1594The Isori system is attacked by the Ascendency but its defences prove too much for the attackers – though the Isorians barely hold on. Whilst the Ascendancy regroups, Isori steps up extensive research into space-time and the Antarean gate technology in order to build radical new defences against the military forces of panhumanity, aliens and Vorl.
2020Isori again rejects requests to join the Ascendency. Over the next thirty years, their Isorian allies are conquered and fall to Ascendancy forces until the Ascendancy threatens the Isorian gate.
2049The Isorians uses their newly upgraded null-space weapon against the Ascendancy fleet. Inadvertantly (though the error is much clearer in hidsight), this causes a transdimensional shadow that spreads to their own star and through the gate into the Nexus. The Isorian gate collapses, putting Isori into isolation and killing many of its NuHu, and the collapse spreads across the surface of Antares.

The Ordo of Humanity

(This is best seen as an influential side note to the main events.)

About 5A1100, a loose alliance of panhuman empires came into being formed from the Ascendancy, including the Gethderah Trade Federation, the League of Ha’Ruul and the Saviours of Teveron. Whilst the Saviours were initially treated warily, they had taken a new leadership after becoming bogged down in a war with a Vorl Ordo and an extremist panhuman group: the Ordo of Humanity. 

The Ordo of Humanity was primarily a cult-political movement: its leaders claimed that humanity could live in peace and even flourish under a benevolent Vorl leadership. The movement was particularly well organised and around 1060, its members stood for office in, and took control of, a number of worlds that had seen heavy fighting against the Vorl and Teveron’s military.  The movement opened up their worlds to Vorl invaders and even went to the extent of infiltrating the Teveron military where they isolated ships and front-line forces from their supplies. Teveron’s losses were initially huge, leading to internal strains on resources and leadership that eventually saw the Saviours replaced.

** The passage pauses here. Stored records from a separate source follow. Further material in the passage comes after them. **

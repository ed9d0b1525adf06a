// tests/load_errors.rs

use rundag::definition::load_str;
use rundag::errors::RundagError;

mod common;
use crate::common::builders::{JustfileBuilder, RecipeBuilder};

#[test]
fn two_recipe_cycle_is_rejected_at_load() {
    let err = load_str("A: B\n    echo a\nB: A\n    echo b\n").unwrap_err();
    assert!(
        matches!(err, RundagError::CyclicDependency { .. }),
        "expected CyclicDependency, got {err:?}"
    );
    assert_eq!(err.exit_code(), 1);
}

#[test]
fn self_dependency_is_a_cycle() {
    let err = JustfileBuilder::new()
        .with_recipe(RecipeBuilder::new("loop").after("loop").build())
        .try_build()
        .unwrap_err();
    assert!(matches!(err, RundagError::CyclicDependency { .. }));
}

#[test]
fn longer_cycle_is_rejected() {
    let err = load_str("a: c\nb: a\nc: b\nok:\n").unwrap_err();
    assert!(matches!(err, RundagError::CyclicDependency { .. }));
}

#[test]
fn parse_errors_carry_line_number_and_text() {
    let src = "build:\n    echo ok\n\ntest x=\"1\" y:\n    echo {{x}}\n";
    match load_str(src).unwrap_err() {
        RundagError::Parse { line, text, .. } => {
            assert_eq!(line, 4);
            assert_eq!(text, "test x=\"1\" y:");
        }
        other => panic!("expected Parse, got {other:?}"),
    }
}

#[test]
fn orphan_indented_line_is_a_parse_error() {
    let err = load_str("    echo nobody owns me\n").unwrap_err();
    assert!(matches!(err, RundagError::Parse { line: 1, .. }));
}

#[test]
fn unterminated_placeholder_is_a_parse_error() {
    let err = load_str("a:\n    echo {{name\n").unwrap_err();
    assert!(matches!(err, RundagError::Parse { line: 2, .. }));
}

#[test]
fn unknown_dependency_and_alias_target() {
    let err = load_str("a: missing\n").unwrap_err();
    assert!(matches!(err, RundagError::UnknownDependency { .. }));

    let err = load_str("alias x := nothing\na:\n").unwrap_err();
    assert!(matches!(err, RundagError::UnknownAliasTarget { .. }));
}

#[test]
fn placeholders_must_resolve_at_load_time() {
    let err = load_str("a:\n    echo {{who}}\n").unwrap_err();
    match err {
        RundagError::UnknownVariable { recipe, name } => {
            assert_eq!(recipe, "a");
            assert_eq!(name, "who");
        }
        other => panic!("expected UnknownVariable, got {other:?}"),
    }
}

#[test]
fn duplicate_recipe_is_rejected() {
    let err = load_str("a:\n    true\na:\n    false\n").unwrap_err();
    assert!(matches!(err, RundagError::DuplicateRecipe { .. }));
}

#[test]
fn builder_and_parser_agree() {
    let src = concat!(
        "x := \"1\"\n",
        "alias g := greet\n",
        "greet name=\"world\": prep\n",
        "    echo hi {{name}} {{x}}\n",
        "prep:\n",
    );
    let parsed = load_str(src).unwrap();
    let built = JustfileBuilder::new()
        .with_variable("x", "1")
        .with_alias("g", "greet")
        .with_recipe(
            RecipeBuilder::new("greet")
                .param_default("name", "world")
                .after("prep")
                .line("echo hi {{name}} {{x}}")
                .build(),
        )
        .with_recipe(RecipeBuilder::new("prep").build())
        .build();

    assert_eq!(parsed.to_string(), built.to_string());
}
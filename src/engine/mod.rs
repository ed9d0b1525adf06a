// src/engine/mod.rs

//! Run orchestration.
//!
//! The [`Scheduler`](crate::dag::Scheduler) decides what runs next; the
//! [`Runtime`] in [`runtime`] walks the plan and hands every rendered
//! command line to a [`CommandBackend`](crate::exec::CommandBackend).

/// Outcome of a whole recipe, as reported to the scheduler.
#[derive(Debug, Clone, Copy, PartialEq, Eq)]
pub enum RecipeOutcome {
    Success,
    Failed(i32),
}

/// Options shared by planning and the runtime.
#[derive(Debug, Clone, Copy, Default, PartialEq, Eq)]
pub struct RunOptions {
    /// Print rendered lines instead of running them.
    pub dry_run: bool,
    /// Suppress command echo for every recipe (`--quiet`).
    pub quiet: bool,
}

pub mod runtime;

pub use runtime::Runtime;
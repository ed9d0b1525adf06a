// src/listing.rs

//! Human-readable views of a justfile: `--list` and `--show`.

use crate::dag::select_recipe;
use crate::definition::Justfile;
use crate::errors::Result;

/// Recipe listing, e.g.
///
/// ```text
/// Available recipes:
///     build target="debug" # Compile everything
///     b                    # alias for `build`
///     test
/// ```
///
/// Private recipes, and aliases of private recipes, are left out.
pub fn render_list(justfile: &Justfile) -> String {
    let mut entries: Vec<(String, Option<String>)> = Vec::new();

    for recipe in justfile.recipes().iter().filter(|r| !r.private) {
        let mut signature = recipe.name.clone();
        for parameter in &recipe.parameters {
            signature.push(' ');
            signature.push_str(&parameter.to_string());
        }
        entries.push((signature, recipe.doc.clone()));
    }

    for alias in justfile.aliases() {
        let visible = justfile
            .recipe(&alias.target)
            .is_some_and(|recipe| !recipe.private);
        if visible && !alias.name.starts_with('_') {
            entries.push((
                alias.name.clone(),
                Some(format!("alias for `{}`", alias.target)),
            ));
        }
    }

    let width = entries
        .iter()
        .filter(|(_, comment)| comment.is_some())
        .map(|(signature, _)| signature.chars().count())
        .max()
        .unwrap_or(0);

    let mut out = String::from("Available recipes:\n");
    for (signature, comment) in entries {
        match comment {
            Some(comment) => out.push_str(&format!("    {signature:<width$} # {comment}\n")),
            None => out.push_str(&format!("    {signature}\n")),
        }
    }
    out
}

/// Source of a single recipe (alias names resolve to their target).
pub fn render_show(justfile: &Justfile, name: &str) -> Result<String> {
    let recipe = select_recipe(justfile, Some(name))?;
    Ok(recipe.map(ToString::to_string).unwrap_or_default())
}

#[cfg(test)]
mod tests {
    use super::*;
    use crate::definition::load_str;
    use crate::errors::RundagError;

    #[test]
    fn list_aligns_comments_and_hides_private() {
        let jf = load_str(
            "alias b := build\n\
             # Compile everything\n\
             build target=\"debug\":\n    cargo build\n\
             test:\n    cargo test\n\
             _helper:\n    true\n\
             [private]\n\
             secret:\n    true\n",
        )
        .unwrap();

        assert_eq!(
            render_list(&jf),
            "Available recipes:\n\
             \x20   build target=\"debug\" # Compile everything\n\
             \x20   test\n\
             \x20   b                    # alias for `build`\n"
        );
    }

    #[test]
    fn empty_file_lists_header_only() {
        let jf = load_str("").unwrap();
        assert_eq!(render_list(&jf), "Available recipes:\n");
    }

    #[test]
    fn show_prints_recipe_source() {
        let jf = load_str("# Say hi\ngreet name=\"world\":\n    echo \"hi {{name}}\"\n").unwrap();
        assert_eq!(
            render_show(&jf, "greet").unwrap(),
            "# Say hi\ngreet name=\"world\":\n    echo \"hi {{name}}\"\n"
        );
        assert!(matches!(
            render_show(&jf, "gret").unwrap_err(),
            RundagError::RecipeNotFound { .. }
        ));
    }
}
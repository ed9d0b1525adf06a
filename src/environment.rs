// src/environment.rs

//! Immutable environment handed to every spawned command.

use std::collections::BTreeMap;
use std::ffi::{OsStr, OsString};

/// Mapping of environment variable name to value.
///
/// Names and values are kept as [`OsString`] so variables that are not
/// valid Unicode still reach child processes untouched.
///
/// Captured once per run; recipe-level exports produce a new mapping via
/// [`Environment::with_overrides`] and never mutate the shared one.
#[derive(Debug, Clone, Default, PartialEq, Eq)]
pub struct Environment {
    vars: BTreeMap<OsString, OsString>,
}

impl Environment {
    /// Snapshot of the current process environment.
    pub fn from_process() -> Self {
        Self {
            vars: std::env::vars_os().collect(),
        }
    }

    /// Value of `name`, if set and valid Unicode.
    pub fn get(&self, name: &str) -> Option<&str> {
        self.get_os(name).and_then(OsStr::to_str)
    }

    pub fn get_os(&self, name: &str) -> Option<&OsStr> {
        self.vars.get(OsStr::new(name)).map(OsString::as_os_str)
    }

    pub fn iter(&self) -> impl Iterator<Item = (&OsStr, &OsStr)> {
        self.vars.iter().map(|(k, v)| (k.as_os_str(), v.as_os_str()))
    }

    pub fn len(&self) -> usize {
        self.vars.len()
    }

    pub fn is_empty(&self) -> bool {
        self.vars.is_empty()
    }

    /// New environment with `overrides` applied on top of `self`.
    pub fn with_overrides<I, K, V>(&self, overrides: I) -> Self
    where
        I: IntoIterator<Item = (K, V)>,
        K: Into<OsString>,
        V: Into<OsString>,
    {
        let mut vars = self.vars.clone();
        for (k, v) in overrides {
            vars.insert(k.into(), v.into());
        }
        Self { vars }
    }
}

impl<K: Into<OsString>, V: Into<OsString>> FromIterator<(K, V)> for Environment {
    fn from_iter<T: IntoIterator<Item = (K, V)>>(iter: T) -> Self {
        Self {
            vars: iter.into_iter().map(|(k, v)| (k.into(), v.into())).collect(),
        }
    }
}

#[cfg(test)]
mod tests {
    use super::*;

    #[test]
    fn overrides_produce_a_new_mapping() {
        let base: Environment = [("PATH", "/bin"), ("MODE", "dev")].into_iter().collect();
        let derived = base.with_overrides([("MODE", "release"), ("EXTRA", "1")]);

        assert_eq!(base.get("MODE"), Some("dev"));
        assert_eq!(base.get("EXTRA"), None);
        assert_eq!(derived.get("MODE"), Some("release"));
        assert_eq!(derived.get("PATH"), Some("/bin"));
        assert_eq!(derived.len(), 3);
    }

    #[test]
    fn process_snapshot_is_not_empty() {
        assert!(!Environment::from_process().is_empty());
    }

    #[cfg(unix)]
    #[test]
    fn non_unicode_values_are_kept() {
        use std::os::unix::ffi::OsStringExt;

        let latin1 = OsString::from_vec(b"caf\xe9".to_vec());
        let base: Environment = [(OsString::from("CITY"), latin1.clone())].into_iter().collect();
        let derived = base.with_overrides([("MODE", "dev")]);

        assert_eq!(derived.get_os("CITY"), Some(latin1.as_os_str()));
        assert_eq!(derived.get("CITY"), None);
        assert!(derived.iter().any(|(k, v)| k == "CITY" && v == latin1.as_os_str()));
    }
}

When the systems who the Ordo of Humanity turned over to the Vorl were eventually retaken by Teveron, they were deserted: the Vorl had slain entire populations bar a few, scattered pockets of resistance. The community-minded Vorl struggled to understand why anyone would betray their own species – their own  Ordo, as it were – and regarded the cult members as particularly aberrant panhumans.

Inadvertently, the actions of the Ordo of Humanity changed the Teveron governance system. The losses and betrayal at the highest levels forced Teveron to take a more considered view. Whilst their military remained the backbone of the new Ascendancy, the sabotage forced them to be much more reliant on the technological leadership of the Ha’Ruul NuHu as well as the manufacturing and distribution capabilities of the Gethderah Trade Federation.